Clint looks to the broken-armed boy, then to Natasha. "Why did you do this?"
"It is not enough to best them." Natasha's eyes are fire. "I destroy them," she says, kicking the fallen boy firmly in the chest. He whimpers. "I have no need for your English. They understand the language of pain well enough." She curls her hands into fists. "And they will not touch me again."
Clint Barton blinks. "No," he says softly. "No, they won't."
He comms a medical examiner, but he does not stay to comfort the broken-armed boy. Instead, he leads Natasha away from the evidence.
"On record: Two boys got into a fight over sports teams. One underestimated his own strength. The broken arm was the result. A tragedy, but an accident. We'll forgive them this time."
Natasha grips the archer's arm. "You aren't angry?"
A shadow crosses Clint Barton's face. "No," he says, his gaze steady on hers.
Natasha shivers. Alliance is subjective; fear is dependable. But all she sees in the archer's eyes is awe — and she doesn't know English words to describe how her legs turn to water, how her heart speeds, when he looks at her like that.
~x~X~x~
The next day, the assailant is forced to train with one arm in a sling. No one touches the Black Widow again.
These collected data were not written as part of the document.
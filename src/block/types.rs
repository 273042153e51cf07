//! Snapshot state block and its constituent value types (§3, §4.1).

use super::extent::ExtentList;

/// Sentinel offset meaning "no such locator" — an empty tree, or an
/// extent list that has never been written to disk.
pub const INVALID_OFFSET: u64 = u64::MAX;

/// Maximum encoded cookie size in bytes (§4.2, §6).
pub const MAX_ADDR_COOKIE: usize = 256;

/// The current on-disk snapshot encoding version.
pub const CURRENT_VERSION: u32 = 1;

/// A locator for a single on-disk object: its offset, size, and checksum.
/// `offset == INVALID_OFFSET` means "nothing stored here".
#[derive(Debug, Clone, Copy, PartialEq, Eq)]
pub struct Locator {
    pub offset: u64,
    pub size: u32,
    pub cksum: u32,
}

impl Locator {
    /// The empty/sentinel locator.
    pub fn invalid() -> Self {
        Self { offset: INVALID_OFFSET, size: 0, cksum: 0 }
    }

    /// Whether this locator points at a real on-disk object.
    pub fn is_valid(&self) -> bool {
        self.offset != INVALID_OFFSET
    }
}

impl Default for Locator {
    fn default() -> Self {
        Self::invalid()
    }
}

/// One of the three extent-list handles (`alloc`, `avail`, `discard`) carried
/// by a snapshot state block: a name tag, a file locator, and — when loaded —
/// the in-memory range data.
#[derive(Debug, Clone)]
pub struct ExtentListHandle {
    pub name: &'static str,
    pub locator: Locator,
    pub ranges: Option<ExtentList>,
}

impl ExtentListHandle {
    fn new(name: &'static str) -> Self {
        Self { name, locator: Locator::invalid(), ranges: None }
    }

    /// Returns the in-memory ranges, loading an empty list if none is present
    /// yet (the common case for a freshly initialized live handle).
    pub fn ranges_or_empty(&mut self) -> &mut ExtentList {
        self.ranges.get_or_insert_with(ExtentList::new)
    }

    /// Discards the in-memory range data, keeping only the on-disk locator.
    pub fn release(&mut self) {
        self.ranges = None;
    }
}

/// A snapshot's complete on-disk-addressable state: the root page locator,
/// the three extent-list handles, the file size the snapshot is self-contained
/// against, and a monotone write generation.
#[derive(Debug, Clone)]
pub struct SnapshotStateBlock {
    pub version: u32,
    pub root: Locator,
    pub alloc: ExtentListHandle,
    pub avail: ExtentListHandle,
    pub discard: ExtentListHandle,
    pub file_size: u64,
    pub write_gen: u64,
}

impl SnapshotStateBlock {
    /// Builds a zeroed state block with all locators set to the sentinel, per
    /// §4.1 (the non-locking part of `snap_init`: zero the state block, set
    /// `root_offset`/extent-list offsets to `INVALID_OFFSET`, and set the
    /// extent-list name tags).
    pub fn zeroed() -> Self {
        Self {
            version: CURRENT_VERSION,
            root: Locator::invalid(),
            alloc: ExtentListHandle::new("alloc"),
            avail: ExtentListHandle::new("avail"),
            discard: ExtentListHandle::new("discard"),
            file_size: 0,
            write_gen: 0,
        }
    }

    /// True if this snapshot has no root page (an empty tree).
    pub fn is_empty_tree(&self) -> bool {
        !self.root.is_valid()
    }
}

impl Default for SnapshotStateBlock {
    fn default() -> Self {
        Self::zeroed()
    }
}

#[cfg(test)]
mod tests {
    use super::*;

    #[test]
    fn test_zeroed_state_block_has_sentinel_locators() {
        let state = SnapshotStateBlock::zeroed();
        assert!(!state.root.is_valid());
        assert!(!state.alloc.locator.is_valid());
        assert!(!state.avail.locator.is_valid());
        assert!(!state.discard.locator.is_valid());
    }

    #[test]
    fn test_zeroed_state_block_has_name_tags() {
        let state = SnapshotStateBlock::zeroed();
        assert_eq!(state.alloc.name, "alloc");
        assert_eq!(state.avail.name, "avail");
        assert_eq!(state.discard.name, "discard");
    }

    #[test]
    fn test_empty_tree_detection() {
        let mut state = SnapshotStateBlock::zeroed();
        assert!(state.is_empty_tree());
        state.root = Locator { offset: 0, size: 4096, cksum: 1 };
        assert!(!state.is_empty_tree());
    }

    #[test]
    fn test_ranges_or_empty_lazily_initializes() {
        let mut handle = ExtentListHandle::new("alloc");
        assert!(handle.ranges.is_none());
        handle.ranges_or_empty().insert(crate::block::extent::Extent::new(0, 10));
        assert!(handle.ranges.is_some());
        handle.release();
        assert!(handle.ranges.is_none());
    }
}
No one, save for the archer.
He tends her wounds and whispers new names into her hair: agent, partner, 'Tasha. She wears these English words like armor, but they are born of hope and not of fear. What she intends as a barrier serves as a tether.
She is 'Tasha, and he is hers.
~x~X~x~
'Tasha, he breathes, her lips tracing his as they form the word, learning its shape and its taste and its sound.
'Tasha, he breathes into her scarlet curls, until she falls asleep.
'Tasha, he breathes into the darkness, but when daylight dawns, she is already gone.